- Thari Mirwah
- Thari ٺري ميرواهه Thari ٺري ميرواهه
- Coordinates: 27°04′06″N 68°36′08″E﻿ / ﻿27.068310°N 68.602252°E
- Country: Pakistan
- Province: Sindh
- District: Khairpur

Government
- • Assistant Commissioner: Saleem Hussain Gadani
- • DSP: DSP Thari Mirwah
- Elevation: 45 m (148 ft)

Population (2017)
- • Total: 352,491
- Time zone: UTC+5 (PST)
- Calling code: 0243
- Number of union councils: 10
- Number of villages of Thari Mirwah: 3000

= Thari Mirwah =

Pakistani town

Thari Mirwah (ٺري ميرواهه), commonly referred to as Thari (ٺري), is the administrative headquarter of Mirwah Subdivision (Mirwah taluka) in Khairpur District, Sindh, Pakistan. The town is located approximately 70 km south of Khairpur.

Thari Mirwah experiences a diverse climate, with average temperatures ranging from 14°C in winter to 40°C in summer, making it conducive to the cultivation of various cereals and vegetables.

== Etymology ==
The name Thari Mirwah is a compound word derived from two words: Thari (ٺري) and Mirwah (ميرواهه), the word Thari, which was the name of a female Hindu shopkeeper, and Mirwah, an eastern side canal of the Sukkur barrage, which is extracted from the Indus River at Sukkur barrage and flows from north to south to Thari tehsil.

==History of the city==
The town of Thari was established by Hindu community, and donated their land to government to establish offices, schools, hospitals.

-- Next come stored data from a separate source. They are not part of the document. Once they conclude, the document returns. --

//! The conversion driver: classify, then decompile or copy each work item.

use tracing::{debug, info};

use crate::classify::is_compiled_artifact;
use crate::decompiler::Decompiler;
use crate::error::{Error, Result};
use crate::resolve::WorkItem;

use super::{copy_verbatim, ensure_parent, write_atomic, BatchReport, ItemReport, Outcome};

/// Options for a conversion batch.
#[derive(Debug, Clone)]
pub struct ConverterOptions {
    /// Number of items processed at once (1 = sequential)
    pub jobs: usize,
}

impl Default for ConverterOptions {
    fn default() -> Self {
        Self { jobs: 1 }
    }
}

/// Converts work items using a [`Decompiler`] for compiled artifacts.
#[derive(Debug)]
pub struct Converter<D> {
    decompiler: D,
    options: ConverterOptions,
}

impl<D: Decompiler> Converter<D> {
    /// Creates a converter with default options.
    pub fn new(decompiler: D) -> Self {
        Self::with_options(decompiler, ConverterOptions::default())
    }

    /// Creates a converter with custom options.
    pub fn with_options(decompiler: D, options: ConverterOptions) -> Self {
        Self {
            decompiler,
            options,
        }
    }

    /// Returns the options.
    pub fn options(&self) -> &ConverterOptions {
        &self.options
    }

    /// Processes a single work item.
    ///
    /// The destination directory is created first. Compiled artifacts are
    /// decompiled and the tool's stdout is written to the destination; a
    /// non-zero exit leaves the destination untouched. Other files are
    /// copied byte for byte.
    pub fn convert_item(&self, item: &WorkItem) -> Result<Outcome> {
        ensure_parent(&item.destination)?;

        if !is_compiled_artifact(&item.source)? {
            debug!("Copying {}", item.source.display());
            copy_verbatim(&item.source, &item.destination)?;
            return Ok(Outcome::Copied);
        }

        debug!("Decompiling {}", item.source.display());
        let output = self.decompiler.decompile(&item.source)?;
        if !output.success() {
            return Err(Error::DecompilerFailed {
                path: item.source.clone(),
                exit_code: output.exit_code,
                stdout: output.stdout,
                stderr: output.stderr,
            });
        }

        write_atomic(&item.destination, &output.stdout)?;
        Ok(Outcome::Converted)
    }

    /// Processes every item and collects a report per item.
    pub fn run(&self, items: &[WorkItem]) -> BatchReport {
        self.run_with(items, |_| {})
    }

    /// Processes every item, calling `on_report` as each one finishes.
    ///
    /// A failing item never stops the batch. Reports are returned in the
    /// order of `items` even when several jobs run at once.
    pub fn run_with<F>(&self, items: &[WorkItem], on_report: F) -> BatchReport
    where
        F: Fn(&ItemReport) + Sync,
    {
        let process = |item: &WorkItem| {
            let report = ItemReport {
                item: item.clone(),
                result: self.convert_item(item),
            };
            on_report(&report);
            report
        };

        if self.options.jobs <= 1 || items.len() <= 1 {
            return items.iter().map(process).collect();
        }

        match rayon::ThreadPoolBuilder::new()
            .num_threads(self.options.jobs)
            .build()
        {
            Ok(pool) => {
                use rayon::prelude::*;
                info!("Converting {} files with {} jobs", items.len(), self.options.jobs);
                pool.install(|| items.par_iter().map(process).collect::<Vec<_>>())
                    .into_iter()
                    .collect()
            }
            Err(e) => {
                debug!("Falling back to sequential conversion: {}", e);
                items.iter().map(process).collect()
            }
        }
    }
}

Wadero Pirano Jogi donated his land to government to establish Rural Health Center at Thari.

The city of Thari Mirwah is capital of Mirwah subdivision, which was named after Mir Ali Murad Khan Talpur, the second ruler of the Khairpur State and a descendant of Mirwah branch.

==Education==
Government educational institutes includes Government Boys Higher Secondary School Mengho Fakir Shar, Government Higher Secondary School Wafa Nawaz Ali Shar, Government High School Shah Muhammad Laghari, Government Boys High School Thari Mirwah, a Girls High School, Degree college, Government IT Centre under supervision of IBA-IET and a Mono-Technic & Vocasional college in Thari Mirwah.

== Roads & Infrastructure ==

Road in Thari Mirwah

As in other parts of Sindh, the condition of roads in Thari Mirwah is horrendous. However, the rehabilitation of the Thari-Setharja road is underway, and some construction has already been completed. On the eastern side of Thari is a desert known as Nara desert. A single road runs from Dhedano village to the Sawan gas field(Taluka Nara Distt Khairpur), where it turns into the gas company's blacktop highroad.

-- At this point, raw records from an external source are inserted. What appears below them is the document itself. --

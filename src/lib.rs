//! delua - Batch driver for decompiling Lua bytecode with unluac.
//!
//! This library walks a file or directory, detects compiled Lua chunks by
//! their header, runs each one through an external decompiler, and mirrors
//! the input tree into an output tree. Plain files are copied unchanged, so
//! the output is a complete, readable copy of the input.
//!
//! # Features
//!
//! - Magic-byte classification (`LuaQ` at offset 1)
//! - Mirrored output: `dir` → `dir.src/`, `file.luac` → `file.src.lua`
//! - Subprocess output captured byte for byte, written atomically
//! - Per-file failure isolation
//! - Optional bounded parallelism
//!
//! # Example
//!
//! ```no_run
//! use delua::{convert_path, ConverterOptions, DecompilerConfig, UnluacDecompiler};
//!
//! fn main() -> delua::Result<()> {
//!     let decompiler = UnluacDecompiler::new(DecompilerConfig::from_current_exe()?);
//!     let report = convert_path("game/scripts", decompiler, ConverterOptions::default())?;
//!
//!     for failure in report.failures() {
//!         eprintln!("{}: {:?}", failure.item.source.display(), failure.error());
//!     }
//!
//!     Ok(())
//! }
//! ```

#![warn(missing_docs)]
#![warn(clippy::all)]

pub mod classify;
pub mod converter;
pub mod decompiler;
pub mod error;
pub mod resolve;

// Re-export main types
pub use classify::{is_compiled_artifact, LUA_MAGIC};
pub use converter::{BatchReport, Converter, ConverterOptions, ItemReport, Outcome};
pub use decompiler::{Decompiler, DecompilerConfig, DecompilerOutput, UnluacDecompiler};
pub use error::{Error, Result};
pub use resolve::{resolve, InputKind, Plan, WorkItem};

use std::path::Path;

/// Resolves `input` and converts every file it names.
///
/// Only an invalid input path is returned as an error; per-file failures are
/// recorded in the returned report.
pub fn convert_path<P: AsRef<Path>, D: Decompiler>(
    input: P,
    decompiler: D,
    options: ConverterOptions,
) -> Result<BatchReport> {
    let plan = resolve(input.as_ref())?;
    Ok(Converter::with_options(decompiler, options).run(&plan.items))
}
//! Error types for the batch decompiler.
//!
//! Every variant except [`Error::InvalidInput`] and [`Error::CurrentExe`] is
//! scoped to a single work item; the converter records it against that item
//! and moves on to the next one.

use std::path::PathBuf;

use thiserror::Error;

/// The main error type for conversion operations.
#[derive(Error, Debug)]
pub enum Error {
    // ==================== Input Errors ====================
    #[error("input path is neither a file nor a directory: {}", path.display())]
    InvalidInput { path: PathBuf },

    #[error("failed to locate the running executable: {0}")]
    CurrentExe(#[source] std::io::Error),

    #[error("failed to walk '{}': {source}", path.display())]
    Walk {
        path: PathBuf,
        #[source]
        source: walkdir::Error,
    },

    // ==================== I/O Errors ====================
    #[error("failed to open file '{}': {source}", path.display())]
    FileOpen {
        path: PathBuf,
        #[source]
        source: std::io::Error,
    },

    #[error("failed to read file '{}': {source}", path.display())]
    FileRead {
        path: PathBuf,
        #[source]
        source: std::io::Error,
    },

    #[error("failed to write output file '{}': {source}", path.display())]
    FileWrite {
        path: PathBuf,
        #[source]
        source: std::io::Error,
    },

    #[error("failed to create directory '{}': {source}", path.display())]
    CreateDir {
        path: PathBuf,
        #[source]
        source: std::io::Error,
    },

    #[error("failed to copy '{}' to '{}': {source}", from.display(), to.display())]
    Copy {
        from: PathBuf,
        to: PathBuf,
        #[source]
        source: std::io::Error,
    },

    // ==================== Decompiler Errors ====================
    #[error("failed to launch decompiler '{}': {source}", program.display())]
    DecompilerSpawn {
        program: PathBuf,
        #[source]
        source: std::io::Error,
    },

    #[error("failed to collect decompiler output for '{}': {source}", path.display())]
    DecompilerIo {
        path: PathBuf,
        #[source]
        source: std::io::Error,
    },

    #[error("decompiler failed on '{}' with {}", path.display(), describe_exit(*exit_code))]
    DecompilerFailed {
        path: PathBuf,
        exit_code: Option<i32>,
        stdout: Vec<u8>,
        stderr: Vec<u8>,
    },
}

/// A specialized Result type for conversion operations.
pub type Result<T> = std::result::Result<T, Error>;

fn describe_exit(code: Option<i32>) -> String {
    match code {
        Some(code) => format!("exit code {code}"),
        None => "termination by signal".to_string(),
    }
}

impl Error {
    /// Returns true if this error only affects the work item it was raised for.
    ///
    /// Invalid input and a missing executable directory stop the whole batch;
    /// everything else is logged against one file.
    #[inline]
    pub fn is_recoverable(&self) -> bool {
        !matches!(self, Error::InvalidInput { .. } | Error::CurrentExe(_))
    }

    /// Returns the captured decompiler streams, if this is a decompiler failure.
    pub fn diagnostics(&self) -> Option<(&[u8], &[u8])> {
        match self {
            Error::DecompilerFailed { stdout, stderr, .. } => Some((stdout, stderr)),
            _ => None,
        }
    }

    /// Creates a file open error.
    #[inline]
    pub fn file_open(path: impl Into<PathBuf>, source: std::io::Error) -> Self {
        Error::FileOpen {
            path: path.into(),
            source,
        }
    }

    /// Creates a file write error.
    #[inline]
    pub fn file_write(path: impl Into<PathBuf>, source: std::io::Error) -> Self {
        Error::FileWrite {
            path: path.into(),
            source,
        }
    }
}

The newly constructed Mehran Highway is the only highway to connect Nawabshah District to Khairpur. The highway passes through the jurisdictions of Thari Mirwah, Faiz Ganj, Bandhi, and Daur. Construction lasted seven years. Many accidents have occurred on the completed highway, which is being used by illegal buses and coaches going to Punjab and Khyber Pakhtunkhwa, Fata.

On 24 August 2014, a coach coming from Punjab collided at Kot lalu with a van from Thari city which was traveling from Karachi to Thari Mirwah; 10 passengers were killed and 11 injured. All were natives of Thari Mirwah.